▶ Task description
From the first line to the last, reproduce the records exactly as they appear below.

Records section start

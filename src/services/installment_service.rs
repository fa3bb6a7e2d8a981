use chrono::{Duration, NaiveDate, Utc};
use rust_decimal::Decimal;
use sea_orm::*;
use uuid::Uuid;

use crate::error::AppError;
use crate::models::payment_installments::{self, InstallmentStatus};

/// Nombre d'échéances autorisé (paiement complet, 2 ou 3 fois)
pub const MIN_INSTALLMENTS: i32 = 1;
pub const MAX_INSTALLMENTS: i32 = 3;
/// Cadence mensuelle
pub const DAYS_BETWEEN_INSTALLMENTS: i64 = 30;

/// Échéance calculée, avant insertion
#[derive(Debug, Clone, PartialEq)]
pub struct PlannedInstallment {
    pub installment_number: i32,
    pub amount: Decimal,
    pub due_date: NaiveDate,
}

pub struct InstallmentService;

impl InstallmentService {
    /// Découpe le total en `count` échéances égales, espacées de 30 jours
    /// à partir de `start` (la première est due le jour même).
    ///
    /// Chaque montant est total / count arrondi au centime ; le reste
    /// éventuel n'est PAS redistribué (ex: 100 / 3 => 3 x 33.33).
    pub fn plan(
        total: Decimal,
        count: i32,
        start: NaiveDate,
    ) -> Result<Vec<PlannedInstallment>, AppError> {
        if !(MIN_INSTALLMENTS..=MAX_INSTALLMENTS).contains(&count) {
            return Err(AppError::Validation(format!(
                "Installments must be between {} and {}",
                MIN_INSTALLMENTS, MAX_INSTALLMENTS
            )));
        }
        if total <= Decimal::ZERO {
            return Err(AppError::Validation(
                "Total amount must be greater than 0".to_string(),
            ));
        }

        let amount = (total / Decimal::from(count)).round_dp(2);

        Ok((0..count)
            .map(|i| PlannedInstallment {
                installment_number: i + 1,
                amount,
                due_date: start + Duration::days(DAYS_BETWEEN_INSTALLMENTS * i as i64),
            })
            .collect())
    }

    /// Insère les échéances planifiées pour une inscription
    pub async fn persist<C: ConnectionTrait>(
        db: &C,
        enrollment_id: Uuid,
        planned: &[PlannedInstallment],
    ) -> Result<Vec<payment_installments::Model>, DbErr> {
        let now = Utc::now();
        let mut created = Vec::with_capacity(planned.len());

        for p in planned {
            let row = payment_installments::ActiveModel {
                enrollment_id: Set(enrollment_id),
                installment_number: Set(p.installment_number),
                amount: Set(p.amount),
                due_date: Set(p.due_date),
                status: Set(InstallmentStatus::Pending),
                payment_date: Set(None),
                payment_reference: Set(String::new()),
                payment_notes: Set(String::new()),
                created_at: Set(now),
                updated_at: Set(now),
                ..Default::default()
            };
            created.push(row.insert(db).await?);
        }

        Ok(created)
    }

    /// Échéances d'une inscription, dans l'ordre
    pub async fn for_enrollment<C: ConnectionTrait>(
        db: &C,
        enrollment_id: Uuid,
    ) -> Result<Vec<payment_installments::Model>, DbErr> {
        payment_installments::Entity::find()
            .filter(payment_installments::Column::EnrollmentId.eq(enrollment_id))
            .order_by_asc(payment_installments::Column::InstallmentNumber)
            .all(db)
            .await
    }
}

#[cfg(test)]
mod tests {
    use super::*;
    use rust_decimal_macros::dec;

    fn day(y: i32, m: u32, d: u32) -> NaiveDate {
        NaiveDate::from_ymd_opt(y, m, d).unwrap()
    }

    #[test]
    fn test_two_installments_of_fifty() {
        let start = day(2026, 3, 1);
        let plan = InstallmentService::plan(dec!(100), 2, start).unwrap();

        assert_eq!(plan.len(), 2);
        assert_eq!(plan[0].installment_number, 1);
        assert_eq!(plan[0].amount, dec!(50));
        assert_eq!(plan[0].due_date, start);
        assert_eq!(plan[1].installment_number, 2);
        assert_eq!(plan[1].amount, dec!(50));
        assert_eq!(plan[1].due_date, day(2026, 3, 31));
    }

    #[test]
    fn test_single_installment_is_full_amount() {
        let plan = InstallmentService::plan(dec!(15000), 1, day(2026, 1, 15)).unwrap();
        assert_eq!(plan.len(), 1);
        assert_eq!(plan[0].amount, dec!(15000));
        assert_eq!(plan[0].due_date, day(2026, 1, 15));
    }

    #[test]
    fn test_uneven_split_keeps_rounding_remainder() {
        let start = day(2026, 1, 1);
        let plan = InstallmentService::plan(dec!(100), 3, start).unwrap();

        let amounts: Vec<Decimal> = plan.iter().map(|p| p.amount).collect();
        assert_eq!(amounts, vec![dec!(33.33), dec!(33.33), dec!(33.33)]);

        let sum: Decimal = amounts.iter().sum();
        assert!((dec!(100) - sum).abs() <= dec!(0.01) * Decimal::from(3));

        assert_eq!(plan[2].due_date, start + Duration::days(60));
    }

    #[test]
    fn test_sum_matches_total_within_tolerance() {
        let start = day(2026, 6, 1);
        for total in [dec!(15000), dec!(79600), dec!(99.99), dec!(1234.56)] {
            for count in 1..=3 {
                let plan = InstallmentService::plan(total, count, start).unwrap();
                let sum: Decimal = plan.iter().map(|p| p.amount).sum();
                assert!(
                    (total - sum).abs() <= dec!(0.01) * Decimal::from(count),
                    "total {} count {} sum {}",
                    total,
                    count,
                    sum
                );
            }
        }
    }

    #[test]
    fn test_rejects_bad_count_and_amount() {
        let start = day(2026, 1, 1);
        assert!(InstallmentService::plan(dec!(100), 0, start).is_err());
        assert!(InstallmentService::plan(dec!(100), 4, start).is_err());
        assert!(InstallmentService::plan(dec!(0), 2, start).is_err());
    }
}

Records section end

▶ Finished task
filename src/services/installment_service.rs
repository fa3bb6a7e2d8a981
use chrono::{Duration, NaiveDate, Utc};
use rust_decimal::Decimal;
use sea_orm::*;
use uuid::Uuid;

use crate::error::AppError;
use crate::models::payment_installments::{self, InstallmentStatus};

/// Nombre d'échéances autorisé (paiement complet, 2 ou 3 fois)
pub const MIN_INSTALLMENTS: i32 = 1;
pub const MAX_INSTALLMENTS: i32 = 3;
/// Cadence mensuelle
pub const DAYS_BETWEEN_INSTALLMENTS: i64 = 30;

/// Échéance calculée, avant insertion
#[derive(Debug, Clone, PartialEq)]
pub struct PlannedInstallment {
    pub installment_number: i32,
    pub amount: Decimal,
    pub due_date: NaiveDate,
}

pub struct InstallmentService;

impl InstallmentService {
    /// Découpe le total en `count` échéances égales, espacées de 30 jours
    /// à partir de `start` (la première est due le jour même).
    ///
    /// Chaque montant est total / count arrondi au centime ; le reste
    /// éventuel n'est PAS redistribué (ex: 100 / 3 => 3 x 33.33).
    pub fn plan(
        total: Decimal,
        count: i32,
        start: NaiveDate,
    ) -> Result<Vec<PlannedInstallment>, AppError> {
        if !(MIN_INSTALLMENTS..=MAX_INSTALLMENTS).contains(&count) {
            return Err(AppError::Validation(format!(
                "Installments must be between {} and {}",
                MIN_INSTALLMENTS, MAX_INSTALLMENTS
            )));
        }
        if total <= Decimal::ZERO {
            return Err(AppError::Validation(
                "Total amount must be greater than 0".to_string(),
            ));
        }

        let amount = (total / Decimal::from(count)).round_dp(2);

        Ok((0..count)
            .map(|i| PlannedInstallment {
                installment_number: i + 1,
                amount,
                due_date: start + Duration::days(DAYS_BETWEEN_INSTALLMENTS * i as i64),
            })
            .collect())
    }

    /// Insère les échéances planifiées pour une inscription
    pub async fn persist<C: ConnectionTrait>(
        db: &C,
        enrollment_id: Uuid,
        planned: &[PlannedInstallment],
    ) -> Result<Vec<payment_installments::Model>, DbErr> {
        let now = Utc::now();
        let mut created = Vec::with_capacity(planned.len());

        for p in planned {
            let row = payment_installments::ActiveModel {
                enrollment_id: Set(enrollment_id),
                installment_number: Set(p.installment_number),
                amount: Set(p.amount),
                due_date: Set(p.due_date),
                status: Set(InstallmentStatus::Pending),
                payment_date: Set(None),
                payment_reference: Set(String::new()),
                payment_notes: Set(String::new()),
                created_at: Set(now),
                updated_at: Set(now),
                ..Default::default()
            };
            created.push(row.insert(db).await?);
        }

        Ok(created)
    }

    /// Échéances d'une inscription, dans l'ordre
    pub async fn for_enrollment<C: ConnectionTrait>(
        db: &C,
        enrollment_id: Uuid,
    ) -> Result<Vec<payment_installments::Model>, DbErr> {
        payment_installments::Entity::find()
            .filter(payment_installments::Column::EnrollmentId.eq(enrollment_id))
            .order_by_asc(payment_installments::Column::InstallmentNumber)
            .all(db)
            .await
    }
}

#[cfg(test)]
mod tests {
    use super::*;
    use rust_decimal_macros::dec;

    fn day(y: i32, m: u32, d: u32) -> NaiveDate {
        NaiveDate::from_ymd_opt(y, m, d).unwrap()
    }

    #[test]
    fn test_two_installments_of_fifty() {
        let start = day(2026, 3, 1);
        let plan = InstallmentService::plan(dec!(100), 2, start).unwrap();

        assert_eq!(plan.len(), 2);
        assert_eq!(plan[0].installment_number, 1);
        assert_eq!(plan[0].amount, dec!(50));
        assert_eq!(plan[0].due_date, start);
        assert_eq!(plan[1].installment_number, 2);
        assert_eq!(plan[1].amount, dec!(50));
        assert_eq!(plan[1].due_date, day(2026, 3, 31));
    }

    #[test]
    fn test_single_installment_is_full_amount() {
        let plan = InstallmentService::plan(dec!(15000), 1, day(2026, 1, 15)).unwrap();
        assert_eq!(plan.len(), 1);
        assert_eq!(plan[0].amount, dec!(15000));
        assert_eq!(plan[0].due_date, day(2026, 1, 15));
    }

    #[test]
    fn test_uneven_split_keeps_rounding_remainder() {
        let start = day(2026, 1, 1);
        let plan = InstallmentService::plan(dec!(100), 3, start).unwrap();

        let amounts: Vec<Decimal> = plan.iter().map(|p| p.amount).collect();
        assert_eq!(amounts, vec![dec!(33.33), dec!(33.33), dec!(33.33)]);

        let sum: Decimal = amounts.iter().sum();
        assert!((dec!(100) - sum).abs() <= dec!(0.01) * Decimal::from(3));

        assert_eq!(plan[2].due_date, start + Duration::days(60));
    }

    #[test]
    fn test_sum_matches_total_within_tolerance() {
        let start = day(2026, 6, 1);
        for total in [dec!(15000), dec!(79600), dec!(99.99), dec!(1234.56)] {
            for count in 1..=3 {
                let plan = InstallmentService::plan(total, count, start).unwrap();
                let sum: Decimal = plan.iter().map(|p| p.amount).sum();
                assert!(
                    (total - sum).abs() <= dec!(0.01) * Decimal::from(count),
                    "total {} count {} sum {}",
                    total,
                    count,
                    sum
                );
            }
        }
    }

    #[test]
    fn test_rejects_bad_count_and_amount() {
        let start = day(2026, 1, 1);
        assert!(InstallmentService::plan(dec!(100), 0, start).is_err());
        assert!(InstallmentService::plan(dec!(100), 4, start).is_err());
        assert!(InstallmentService::plan(dec!(0), 2, start).is_err());
    }
}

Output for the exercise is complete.